Daddy nodded hard, but Mom seemed to dismiss my answer. “What else?” she said, laughing, and she looked at me in that teasing way she had, and for an instant, she looked almost the way she used to. “Come on, tell.”
“A cat,” I answered, surprising myself. “A kitten.” I hadn’t even thought of that before, but thinking about Sleepyhead, remembering how she felt, I suddenly wanted something to hold. And I was way too big for dolls.
“A kitten?” Mom sounded as surprised as I was. “Hmm, they’re hard to find on Christmas Eve.” She looked at Daddy. “Think Santa… has any… Christmas Eve specials… on kittens?”
Daddy looked worried. “Well, I don’t know…”
I couldn’t believe they were taking me seriously! I’ve always wanted a pet, but Mom has so many allergies, I’ve never been allowed to have one except hamsters or things that have to stay in a cage. “Are you serious?” I asked. “Could I really have a kitten?”

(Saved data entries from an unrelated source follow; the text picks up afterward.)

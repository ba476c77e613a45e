//! X25519 key pairs and the public-key wire codec.
//!
//! Keys cross the network boundary as URL-safe base64 (no padding) and are
//! raw 32-byte X25519 scalars/points everywhere else.

use base64::{Engine, engine::general_purpose::URL_SAFE_NO_PAD};
use rand_core::OsRng;
use zeroize::{Zeroize, ZeroizeOnDrop};

use crate::error::CryptoError;

/// Size in bytes of X25519 public and private keys.
pub const KEY_SIZE: usize = 32;

/// An X25519 public key (32 bytes).
#[derive(Clone, Copy, Debug, PartialEq, Eq)]
pub struct PublicKey([u8; KEY_SIZE]);

impl PublicKey {
    /// Import from raw bytes.
    #[must_use]
    pub fn from_bytes(bytes: [u8; KEY_SIZE]) -> Self {
        Self(bytes)
    }

    /// Raw key bytes.
    #[must_use]
    pub fn as_bytes(&self) -> &[u8; KEY_SIZE] {
        &self.0
    }
}

impl TryFrom<&[u8]> for PublicKey {
    type Error = CryptoError;

    fn try_from(bytes: &[u8]) -> Result<Self, Self::Error> {
        let bytes: [u8; KEY_SIZE] = bytes
            .try_into()
            .map_err(|_| CryptoError::InvalidKeyLength { expected: KEY_SIZE, actual: bytes.len() })?;
        Ok(Self(bytes))
    }
}

/// An X25519 key pair. The private half is zeroized on drop.
#[derive(Clone, Zeroize, ZeroizeOnDrop)]
pub struct KeyPair {
    #[zeroize(skip)]
    public: PublicKey,
    private: [u8; KEY_SIZE],
}

impl KeyPair {
    /// Generate a fresh key pair from the OS RNG with RFC 7748 clamping.
    ///
    /// Infallible: RNG failure aborts the process rather than handing out
    /// weak key material.
    #[must_use]
    pub fn generate() -> Self {
        let secret = x25519_dalek::StaticSecret::random_from_rng(OsRng);
        let public = x25519_dalek::PublicKey::from(&secret);

        Self { public: PublicKey(*public.as_bytes()), private: secret.to_bytes() }
    }

    /// Public half of the pair.
    #[must_use]
    pub fn public_key(&self) -> &PublicKey {
        &self.public
    }

    /// Raw private key bytes.
    ///
    /// # Security
    ///
    /// The returned bytes are the raw private scalar. They must never leave
    /// the trust boundary.
    #[must_use]
    pub fn private_key(&self) -> &[u8; KEY_SIZE] {
        &self.private
    }
}

impl std::fmt::Debug for KeyPair {
    fn fmt(&self, f: &mut std::fmt::Formatter<'_>) -> std::fmt::Result {
        // Never print private key material, even in debug output.
        f.debug_struct("KeyPair").field("public", &self.public).finish_non_exhaustive()
    }
}

/// Encode a public key as URL-safe base64 without padding.
#[must_use]
pub fn encode_public_key(key: &PublicKey) -> String {
    URL_SAFE_NO_PAD.encode(key.as_bytes())
}

/// Decode a URL-safe base64 public key.
///
/// # Errors
///
/// - [`CryptoError::InvalidEncoding`] if the input is not valid base64url
/// - [`CryptoError::InvalidKeyLength`] if the decoded key is not 32 bytes
pub fn decode_public_key(encoded: &str) -> Result<PublicKey, CryptoError> {
    let bytes = URL_SAFE_NO_PAD.decode(encoded).map_err(|_| CryptoError::InvalidEncoding)?;
    PublicKey::try_from(bytes.as_slice())
}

“Well, I don’t know if we could find one today,” Mom breathed. “Christmas Eve and all. But after today. Why not?”
“But your allergies!”
Mom just smiled.
“No,” I said, “definitely not. It would bother your allergies too much.” I would not think about why I might be allowed to have a pet now. “Come on,” I said, standing up. “We still have Christmas Eve things to do. We have to decorate the cookies.”
Daddy stood up too, and we both began clearing the table. Slowly Mom got up and went toward the stairs to go get dressed. I watched her go, using her hand to steady herself against the wall again. When she got to the stairs, she stopped and rested on each step.

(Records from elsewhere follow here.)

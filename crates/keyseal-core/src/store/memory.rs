#![allow(clippy::disallowed_types, reason = "Synchronous in-memory operations only")]

//! In-memory session store for single-process deployments.

use std::{
    collections::HashMap,
    sync::{Arc, Mutex},
    time::Duration,
};

use uuid::Uuid;

use super::{SessionStore, StoreError};
use crate::{clock::unix_millis_now, session::Session};

struct StoredEntry {
    session: Session,
    expires_at_ms: u64,
}

/// In-memory session store backed by a keyed map.
///
/// Expired entries are evicted lazily on `get` and in bulk by [`sweep`]
/// (or the background task spawned by [`spawn_sweeper`]). Atomicity of the
/// counter and watermark operations comes from the single process-wide
/// mutex - this backend is NOT correct across multiple OS processes.
///
/// [`sweep`]: MemorySessionStore::sweep
/// [`spawn_sweeper`]: MemorySessionStore::spawn_sweeper
///
/// # Panics
///
/// Operations panic if the internal mutex is poisoned (a thread panicked
/// while holding the lock).
#[derive(Clone)]
pub struct MemorySessionStore {
    inner: Arc<Mutex<HashMap<Uuid, StoredEntry>>>,
    ttl_ms: u64,
}

impl MemorySessionStore {
    /// Create an empty store whose sessions expire after `ttl_ms`.
    #[must_use]
    pub fn new(ttl_ms: u64) -> Self {
        Self { inner: Arc::new(Mutex::new(HashMap::new())), ttl_ms }
    }

    /// Number of live (stored, possibly expired-but-unswept) sessions.
    #[allow(clippy::expect_used)]
    #[must_use]
    pub fn session_count(&self) -> usize {
        self.inner.lock().expect("Mutex poisoned").len()
    }

    /// Evict every expired session, returning the eviction count.
    #[allow(clippy::expect_used)]
    pub fn sweep(&self) -> usize {
        let now_ms = unix_millis_now();
        let mut inner = self.inner.lock().expect("Mutex poisoned");

        let before = inner.len();
        inner.retain(|_, entry| now_ms < entry.expires_at_ms);
        let evicted = before - inner.len();

        if evicted > 0 {
            tracing::debug!(evicted, "swept expired sessions");
        }

        evicted
    }

    /// Spawn a background task sweeping expired sessions every `period`.
    ///
    /// The task runs until the returned handle is aborted or the runtime
    /// shuts down.
    pub fn spawn_sweeper(&self, period: Duration) -> tokio::task::JoinHandle<()> {
        let store = self.clone();
        tokio::spawn(async move {
            let mut interval = tokio::time::interval(period);
            // First tick completes immediately; skip it so the sweep cadence
            // starts one period from now.
            interval.tick().await;
            loop {
                interval.tick().await;
                store.sweep();
            }
        })
    }
}

impl SessionStore for MemorySessionStore {
    /// # Panics
    ///
    /// Panics if the internal mutex is poisoned.
    #[allow(clippy::expect_used)]
    fn get(&self, id: &Uuid) -> Result<Option<Session>, StoreError> {
        let now_ms = unix_millis_now();
        let mut inner = self.inner.lock().expect("Mutex poisoned");

        match inner.get(id) {
            Some(entry) if now_ms >= entry.expires_at_ms => {
                // Lazy eviction: expired reads as absent and is removed.
                inner.remove(id);
                Ok(None)
            },
            Some(entry) => Ok(Some(entry.session.clone())),
            None => Ok(None),
        }
    }

    /// # Panics
    ///
    /// Panics if the internal mutex is poisoned.
    #[allow(clippy::expect_used)]
    fn put(&self, session: &Session) -> Result<(), StoreError> {
        let expires_at_ms = unix_millis_now() + self.ttl_ms;
        let mut inner = self.inner.lock().expect("Mutex poisoned");

        let mut record = session.clone();
        // Preserve a concurrently-advanced counter: put never winds back.
        if let Some(existing) = inner.get(&session.session_id) {
            record.request_count = record.request_count.max(existing.session.request_count);
            record.last_seq = record.last_seq.max(existing.session.last_seq);
        }

        inner.insert(session.session_id, StoredEntry { session: record, expires_at_ms });

        Ok(())
    }

    /// # Panics
    ///
    /// Panics if the internal mutex is poisoned.
    #[allow(clippy::expect_used)]
    fn delete(&self, id: &Uuid) -> Result<(), StoreError> {
        // Dropping the entry zeroizes its key material.
        self.inner.lock().expect("Mutex poisoned").remove(id);
        Ok(())
    }

    /// # Panics
    ///
    /// Panics if the internal mutex is poisoned.
    #[allow(clippy::expect_used)]
    fn increment_request_count(&self, id: &Uuid) -> Result<u64, StoreError> {
        let now_ms = unix_millis_now();
        let mut inner = self.inner.lock().expect("Mutex poisoned");

        let Some(entry) = inner.get_mut(id) else {
            return Err(StoreError::SessionNotFound);
        };
        if now_ms >= entry.expires_at_ms {
            inner.remove(id);
            return Err(StoreError::SessionNotFound);
        }

        entry.session.request_count += 1;
        Ok(entry.session.request_count)
    }

    /// # Panics
    ///
    /// Panics if the internal mutex is poisoned.
    #[allow(clippy::expect_used)]
    fn advance_last_seq(&self, id: &Uuid, seq: u64) -> Result<(), StoreError> {
        let now_ms = unix_millis_now();
        let mut inner = self.inner.lock().expect("Mutex poisoned");

        let Some(entry) = inner.get_mut(id) else {
            return Err(StoreError::SessionNotFound);
        };
        if now_ms >= entry.expires_at_ms {
            inner.remove(id);
            return Err(StoreError::SessionNotFound);
        }

        if seq <= entry.session.last_seq {
            return Err(StoreError::ReplayConflict { seq, watermark: entry.session.last_seq });
        }

        entry.session.last_seq = seq;
        Ok(())
    }
}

After Daddy and I had done the dishes, I went up to get dressed too. I put on my favorite jeans and sweater and my Christmas socks, the red ones with the green Christmas trees on them. The socks are really small now because Mom bought them for me years ago, but they’ve become a tradition too.
When I was dressed, I went down to the kitchen. Neither Mom nor Daddy was down yet, so while I waited, I got out the cookies and the icing things. It took Mom a long time, and when she finally came down, she was all dressed, and had make-up on, too. I couldn’t help thinking that it didn’t do much good. Her color was awful, but the worst part was the way she breathed, seeming to get out of breath at every little thing, even from talking. So she sat down at the table, but that was all right because you can decorate cookies better sitting down, anyway. To decorate, we use colored sugar icing thinned with water, and we put it on the cookies with tiny paint brushes. We did Santas and trees and angels, and I loved it. Why had I ever given up painting in those paint books I used to have? Painting was fun!
When we finished, Mom went back upstairs. She said she was going to wrap more presents, but I was pretty sure she was going to take a nap. I didn’t care, though, because I still had more presents to wrap, so I didn’t mind being alone.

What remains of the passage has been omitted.